# It's In Bloom!!!



## Tabatha (Dec 29, 2007)

This is the big curly plant (Aponogeton ulvaceus) I got from redclove, it's in bloom!


----------



## gunnerx (Mar 20, 2008)

Very cool looking plant! I need more flowery plants.  Congrats!


----------



## pat3612 (Jan 29, 2008)

Very nice Tabatha is that a pond plant.


----------



## Tabatha (Dec 29, 2007)

pat3612 said:


> Very nice Tabatha is that a pond plant.


I'm sure that in Madagascar, it is. 
http://www.plantgeek.net/plantguide_viewer.php?id=103&filter=7

@gunnerx: I'm surprised it's bloomed so quickly, it hasn't been in the tank that long!


----------



## ameekplec. (May 1, 2008)

I read somewhere (perhaps erroneously) that the Ulvaceus die after blooming, so I've been religiously cutting off any blossoms that develop, but I kind of think I've been misinformed, but am too lazy to look it up further.
I'd be interested to see how it does after it's done blooming.

BTW, have you tried to self-pollinate the flowers to see what happens? I think it would be neat to see.


----------



## Ciddian (Mar 15, 2006)

I am pretty sure it does not die after blooming as we had them at my old work that bloomed often. None of them died and they actually did very well.

Tabatha... I have to beg you for any if you get babies off of that plant lol


----------



## Tabatha (Dec 29, 2007)

Ciddian said:


> I am pretty sure it does not die after blooming as we had them at my old work that bloomed often. None of them died and they actually did very well.
> 
> Tabatha... I have to beg you for any if you get babies off of that plant lol


I didn't realize these guy created plantlets, I'll have to look it up! Of course you can have a baby or 2 or 3 or however many you need, I owe you some!


----------



## Ciddian (Mar 15, 2006)

I am not really sure if they are blubs or plantlets....  Did i not call that flower.. A white V.. I rock. LOL

j/k j/k :3


----------



## Tabatha (Dec 29, 2007)

I just found a really cool thread on them with photos: http://www.aquaticplantcentral.com/forumapc/general-aquarium-plants-discussions/48898-propagating-compact-aponogeton-aponogeton-ulvaceus.html


----------



## ameekplec. (May 1, 2008)

Well, I guess I'll stop cutting away the flower stems!!

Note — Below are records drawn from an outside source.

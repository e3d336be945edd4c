// SPDX-License-Identifier: AGPL-3.0-or-later
// Copyright (C) 2025 Blackman Artificial Intelligence Technologies Inc.

//! The priority queue: a min-heap keyed by frozen `priority_score`.

use std::cmp::Ordering;
use std::collections::BinaryHeap;

use crate::task::ScheduledTask;

/// Newtype giving `ScheduledTask` a min-heap ordering over `std::BinaryHeap`
/// (which is a max-heap by default): the task with the *lowest*
/// `priority_score` compares as the greatest, so it surfaces at the top.
///
/// Scores are always finite here — `TaskCost` dimensions are validated
/// non-negative before a task is built, and priority/age terms are bounded
/// or monotonic — so falling back to `Ordering::Equal` on an unorderable
/// comparison never actually triggers in practice; it exists only so a
/// stray NaN can't panic the heap.
struct HeapEntry(ScheduledTask);

impl PartialEq for HeapEntry {
    fn eq(&self, other: &Self) -> bool {
        self.0.priority_score == other.0.priority_score
    }
}

impl Eq for HeapEntry {}

impl PartialOrd for HeapEntry {
    fn partial_cmp(&self, other: &Self) -> Option<Ordering> {
        Some(self.cmp(other))
    }
}

impl Ord for HeapEntry {
    fn cmp(&self, other: &Self) -> Ordering {
        other
            .0
            .priority_score
            .partial_cmp(&self.0.priority_score)
            .unwrap_or(Ordering::Equal)
    }
}

/// Priority queue of pending tasks, ordered by frozen `priority_score`.
#[derive(Default)]
pub(crate) struct PriorityQueue {
    heap: BinaryHeap<HeapEntry>,
}

impl PriorityQueue {
    pub(crate) fn new() -> Self {
        Self {
            heap: BinaryHeap::new(),
        }
    }

    pub(crate) fn push(&mut self, task: ScheduledTask) {
        self.heap.push(HeapEntry(task));
    }

    pub(crate) fn pop(&mut self) -> Option<ScheduledTask> {
        self.heap.pop().map(|entry| entry.0)
    }

    pub(crate) fn len(&self) -> usize {
        self.heap.len()
    }

    pub(crate) fn is_empty(&self) -> bool {
        self.heap.is_empty()
    }

    /// Read-only iteration in arbitrary order, for introspection
    /// (`get_queue_status`) without mutating the heap.
    pub(crate) fn iter(&self) -> impl Iterator<Item = &ScheduledTask> {
        self.heap.iter().map(|entry| &entry.0)
    }
}
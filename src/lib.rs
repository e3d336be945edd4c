// SPDX-License-Identifier: AGPL-3.0-or-later
// Copyright (C) 2025 Blackman Artificial Intelligence Technologies Inc.

//! A cost-aware task scheduler: accepts callable units of work tagged with
//! a priority and an estimated resource cost, and decides — under a fixed
//! resource budget — which work to run next.
//!
//! It balances three concerns a pure priority queue can't: urgency
//! (critical work first), efficiency (don't waste scarce capacity on
//! oversized tasks), and fairness over time (prevent cheap low-priority
//! work from starving indefinitely).
//!
//! Architecture:
//! - [`queue`]: the priority queue, ordered by a frozen priority score.
//! - [`budget`]: the budget accountant — a token bucket for the
//!   rate-limited API dimension, plus reservation counters for compute and
//!   memory.
//! - [`refiller`]: the background activity that keeps the token bucket
//!   topped up.
//! - [`scheduler`]: the core that ties the above together behind one lock.
//!
//! ```
//! use cost_scheduler::{Scheduler, ResourceBudget, TaskCost, TaskPriority};
//! use futures::FutureExt;
//!
//! # #[tokio::main]
//! # async fn main() {
//! let scheduler = Scheduler::new(ResourceBudget::default(), "example");
//! scheduler.start();
//!
//! scheduler
//!     .schedule(
//!         Box::new(|| async { Ok(Box::new(42) as Box<dyn std::any::Any + Send>) }.boxed()),
//!         TaskPriority::High,
//!         TaskCost::default(),
//!         false,
//!     )
//!     .unwrap();
//!
//! let result = scheduler.execute_next().await;
//! assert!(result.is_some());
//! scheduler.stop().await;
//! # }
//! ```

mod budget;
mod queue;
mod refiller;

pub mod config;
pub mod cost;
pub mod error;
pub mod metrics;
pub mod priority;
pub mod scheduler;
pub mod task;

pub use config::SchedulerConfig;
pub use cost::{ResourceBudget, TaskCost, UsageSnapshot};
pub use error::{Result, SchedulerError};
pub use metrics::{QueueEntry, SchedulerMetrics};
pub use priority::TaskPriority;
pub use scheduler::Scheduler;
pub use task::{BoxFuture, TaskError, TaskFn, TaskOutput};
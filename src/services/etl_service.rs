use crate::config::Config;
use crate::models::company::ConstituentRecord;
use crate::models::price::{PriceHistory, PricePoint};
use crate::models::table::Table;
use crate::scrapers::base::{ConstituentSource, PriceSource};
use crate::services::transform::{self, COMPANY_HEADERS, PRICE_HEADERS};
use crate::errors::{Result, EtlError};
use crate::util::{self, csv_utils};
use chrono::NaiveDate;
use indicatif::{ProgressBar, ProgressStyle};
use log::{error, info, warn};
use std::path::PathBuf;
use std::sync::Arc;

/// Outcome of one extraction run
#[derive(Debug, Clone, Default)]
pub struct RunSummary {
    pub companies: usize,
    /// Tickers whose prices made it into the prices file, in output order
    pub processed: Vec<String>,
    /// Tickers skipped because the price source returned nothing
    pub skipped: Vec<String>,
    /// Tickers whose price table could not be transformed
    pub failed: Vec<String>,
    pub price_rows: usize,
    pub companies_path: PathBuf,
    pub prices_path: Option<PathBuf>,
}

/// 抽取-转换-写出流程
pub struct EtlService {
    config: Config,
    constituent_source: Arc<dyn ConstituentSource + Send + Sync>,
    price_source: Arc<dyn PriceSource + Send + Sync>,
    progress: Option<ProgressBar>,
}

impl EtlService {
    pub fn new(
        config: Config,
        constituent_source: Arc<dyn ConstituentSource + Send + Sync>,
        price_source: Arc<dyn PriceSource + Send + Sync>,
    ) -> Self {
        Self {
            config,
            constituent_source,
            price_source,
            progress: None,
        }
    }

    /// Drive `pb` over the ticker loop instead of a bar built from the config
    pub fn with_progress_bar(mut self, pb: ProgressBar) -> Self {
        self.progress = Some(pb);
        self
    }

    /// Run the whole extraction flow with a price window ending at `today`.
    ///
    /// Constituent extraction, company transformation and file writes are
    /// fatal. Price failures only skip the ticker concerned.
    pub async fn run(&self, today: &NaiveDate) -> Result<RunSummary> {
        match self.run_stages(today).await {
            Ok(summary) => {
                info!("ETL process completed successfully");
                Ok(summary)
            }
            Err(e) => {
                error!("ETL process failed: {}", e);
                Err(e)
            }
        }
    }

    async fn run_stages(&self, today: &NaiveDate) -> Result<RunSummary> {
        let raw = self.extract_constituents().await?;
        let companies = self.transform_constituents(&raw)?;

        let companies_path = self.config.companies_path();
        write_stage(&companies_path, &COMPANY_HEADERS, &companies)?;

        let mut summary = RunSummary {
            companies: companies.len(),
            companies_path,
            ..RunSummary::default()
        };

        let (start, end) = util::price_window(*today, self.config.window_days);
        info!("Price window: {} to {} (end exclusive)", start, end);

        let mut tickers: Vec<String> = companies.into_iter().map(|c| c.ticker).collect();
        if self.config.debug_mode {
            util::limit_tickers(&mut tickers, self.config.debug_ticker_limit);
        }

        let pb = self.ticker_progress(tickers.len())?;
        let mut blocks = Vec::new();
        for ticker in &tickers {
            match self.extract_prices(ticker, &start, &end).await {
                Some(history) => match self.transform_price_history(&history) {
                    Ok(points) => {
                        summary.processed.push(ticker.clone());
                        blocks.push(points);
                    }
                    Err(e) => {
                        error!("Error transforming price data for {}: {}", ticker, e);
                        summary.failed.push(ticker.clone());
                    }
                },
                None => summary.skipped.push(ticker.clone()),
            }
            pb.inc(1);
        }
        pb.finish_and_clear();

        if blocks.is_empty() {
            warn!("No price data collected, {} not written", self.config.prices_file);
        } else {
            let prices = transform::concat_prices(blocks);
            let prices_path = self.config.prices_path();
            write_stage(&prices_path, &PRICE_HEADERS, &prices)?;
            summary.price_rows = prices.len();
            summary.prices_path = Some(prices_path);
        }

        info!(
            "Prices: {} tickers processed, {} skipped, {} failed",
            summary.processed.len(),
            summary.skipped.len(),
            summary.failed.len()
        );
        Ok(summary)
    }

    // 进度条：每个股票推进一格，无论成功、跳过还是失败
    fn ticker_progress(&self, total: usize) -> Result<ProgressBar> {
        if let Some(pb) = &self.progress {
            pb.set_length(total as u64);
            pb.set_position(0);
            return Ok(pb.clone());
        }

        if !self.config.show_progress {
            return Ok(ProgressBar::hidden());
        }

        let style = ProgressStyle::default_bar()
            .template("{msg} [{elapsed_precise}] [{wide_bar:.cyan/blue}] {pos}/{len} ({eta})")
            .map_err(|e| EtlError::ConfigError(format!("Invalid progress template: {}", e)))?
            .progress_chars("#>-");

        let pb = ProgressBar::new(total as u64);
        pb.set_style(style);
        pb.set_message("Downloading price data");
        Ok(pb)
    }

    /// Fetch the constituent table from the configured URL
    pub async fn extract_constituents(&self) -> Result<Table> {
        info!(
            "Extracting constituents from {} ({})",
            self.config.source_url,
            self.constituent_source.source_name()
        );

        match self.constituent_source.fetch_constituents(&self.config.source_url).await {
            Ok(table) => {
                info!(
                    "Constituent extraction completed: {} rows, columns {:?}",
                    table.len(),
                    table.headers
                );
                Ok(table)
            }
            Err(e) => {
                error!("Error extracting constituents: {}", e);
                Err(e)
            }
        }
    }

    pub fn transform_constituents(&self, raw: &Table) -> Result<Vec<ConstituentRecord>> {
        match transform::transform_companies(raw, &self.config.company_columns) {
            Ok(records) => {
                info!(
                    "Constituent transformation completed: {} of {} rows kept",
                    records.len(),
                    raw.len()
                );
                Ok(records)
            }
            Err(e) => {
                error!("Error transforming constituents: {}", e);
                Err(e)
            }
        }
    }

    /// Fetch one ticker's prices; `None` when the source fails or returns no rows
    pub async fn extract_prices(&self, ticker: &str, start: &NaiveDate, end: &NaiveDate) -> Option<PriceHistory> {
        match self.price_source.fetch_price_history(ticker, start, end).await {
            Ok(history) if history.is_empty() => {
                error!("Error extracting price data for {}: no data found", ticker);
                None
            }
            Ok(mut history) => {
                history.ticker = ticker.to_string();
                info!(
                    "Price data for {} extracted from {} ({} rows)",
                    ticker,
                    self.price_source.source_name(),
                    history.len()
                );
                Some(history)
            }
            Err(e) => {
                error!("Error extracting price data for {}: {}", ticker, e);
                None
            }
        }
    }

    pub fn transform_price_history(&self, history: &PriceHistory) -> Result<Vec<PricePoint>> {
        let points = transform::transform_prices(history)?;
        info!("Price transformation for {} completed", history.ticker);
        Ok(points)
    }
}

fn write_stage<T: serde::Serialize>(path: &std::path::Path, headers: &[&str], records: &[T]) -> Result<()> {
    match csv_utils::write_records(path, headers, records) {
        Ok(()) => {
            info!("Saved {} rows to {}", records.len(), path.display());
            Ok(())
        }
        Err(e) => {
            error!("Error saving {}: {}", path.display(), e);
            Err(e)
        }
    }
}
use sp500_etl::config::Config;
use sp500_etl::data_provider::PriceDataProvider;

fn main() -> Result<(), Box<dyn std::error::Error>> {
    let config = Config::new();

    // 读取上一次 extract 生成的文件
    let provider = PriceDataProvider::load_from_files(&config.companies_path(), &config.prices_path())?;

    match provider.get_latest_trading_date() {
        Some(date) => println!("Latest trading date: {}", date),
        None => println!("No price data available"),
    }

    let ticker = "MMM";
    if let Some(company) = provider.get_company_by_ticker(ticker) {
        println!("\n{} ({})", company.company, company.ticker);
        println!("Sector: {} / {}", company.sector, company.subsector);

        let prices = provider.get_prices_by_ticker(ticker);
        println!("Price rows: {}", prices.len());

        println!("\nLast 5 closes:");
        println!("{:<12} {:>10}", "Date", "Close");
        println!("{:-<23}", "");
        for point in prices.iter().rev().take(5) {
            match point.close {
                Some(close) => println!("{:<12} {:>10.2}", point.date, close),
                None => println!("{:<12} {:>10}", point.date, "-"),
            }
        }
    } else {
        println!("Ticker not found: {}", ticker);
    }

    let tech = provider.get_companies_by_sector("Tecnología de la información");
    println!("\nInformation technology constituents: {}", tech.len());
    println!("Total constituents: {}", provider.get_all_companies().len());

    Ok(())
}
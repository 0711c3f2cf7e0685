use serde::{Deserialize, Serialize};
use std::collections::HashMap;

/// Daily bars for one ticker as returned by a price source.
///
/// `index` holds the provider's raw date labels; each entry of `columns`
/// runs parallel to it.
#[derive(Debug, Clone, Default)]
pub struct PriceHistory {
    pub ticker: String,
    pub index: Vec<String>,
    pub columns: HashMap<String, Vec<Option<f64>>>,
}

impl PriceHistory {
    pub fn new(ticker: &str) -> Self {
        Self {
            ticker: ticker.to_string(),
            index: Vec::new(),
            columns: HashMap::new(),
        }
    }

    pub fn with_column(mut self, name: &str, values: Vec<Option<f64>>) -> Self {
        self.columns.insert(name.to_string(), values);
        self
    }

    pub fn column(&self, name: &str) -> Option<&[Option<f64>]> {
        self.columns.get(name).map(|v| v.as_slice())
    }

    pub fn len(&self) -> usize {
        self.index.len()
    }

    pub fn is_empty(&self) -> bool {
        self.index.is_empty()
    }
}

/// One normalized closing price
#[derive(Debug, Clone, PartialEq, Serialize, Deserialize)]
pub struct PricePoint {
    #[serde(rename = "Date")]
    pub date: String,
    #[serde(rename = "Ticker")]
    pub ticker: String,
    #[serde(rename = "Close")]
    pub close: Option<f64>,
}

Seems from that one guy, that they can self-pollinate. I guess I'll give it a try next time it flowers.

Great shots btw, Tabatha.


----------



## Tabatha (Dec 29, 2007)

ameekplec. said:


> Well, I guess I'll stop cutting away the flower stems!!
> 
> Seems from that one guy, that they can self-pollinate. I guess I'll give it a try next time it flowers.
> 
> Great shots btw, Tabatha.


I got lucky with that shot, I'm still learning how to use this big fancy camera. 

Think I'll give a whirl with pollinating it too.


----------



## Chris S (Dec 19, 2007)

The only thing I've been able to get to flower underwater is anubias - interesting how so many readily flower when allowed to grow emersed!


----------



## redclove (Feb 26, 2008)

Tabatha said:


> I'm surprised it's bloomed so quickly, it hasn't been in the tank that long!


Happy plant indeed. It was dormant up until about 3 months ago, I don't know for how long. I'm guessing it was ready and waiting to burst out. It was nothing but the 'bulb' when I picked up the tank it was in. A few water changes and a proper planting depth, it began to grow almost immediately and never looked back. glad to see that continuing so smoothly.


----------



## Shattered (Feb 13, 2008)

Ohhh, it's pretty... I like it.


----------



## KnaveTO (May 13, 2007)

> I got lucky with that shot, I'm still learning how to use this big fancy camera.


LOL... that is okay... I am still learning with the fancy one you sold me

Nice pics... and the flowers are nice... had them a long time back... once they start they won't stop


----------



## Tabatha (Dec 29, 2007)

KnaveTO said:


> LOL... that is okay... I am still learning with the fancy one you sold me
> 
> Nice pics... and the flowers are nice... had them a long time back... once they start they won't stop


Wooo hooo! I don't have a problems with that (blooming all the time)!

I was wondering why I hadn't seen any photos from you.  I miss that camera, it was so much easier to use than the one we have now!!!  Now I have to mess around with shutter speed and F stops!


----------



## KnaveTO (May 13, 2007)

Starting to figure it out... and working on learning how to take pics with the manual focus as I get much better quality pics as well as closer in on the subject than I can with the auto focus settings.


----------



## Tabatha (Dec 29, 2007)

KnaveTO said:


> Starting to figure it out... and working on learning how to take pics with the manual focus as I get much better quality pics as well as closer in on the subject than I can with the auto focus settings.


I'd love to see some pictures! It really is a great camera!


----------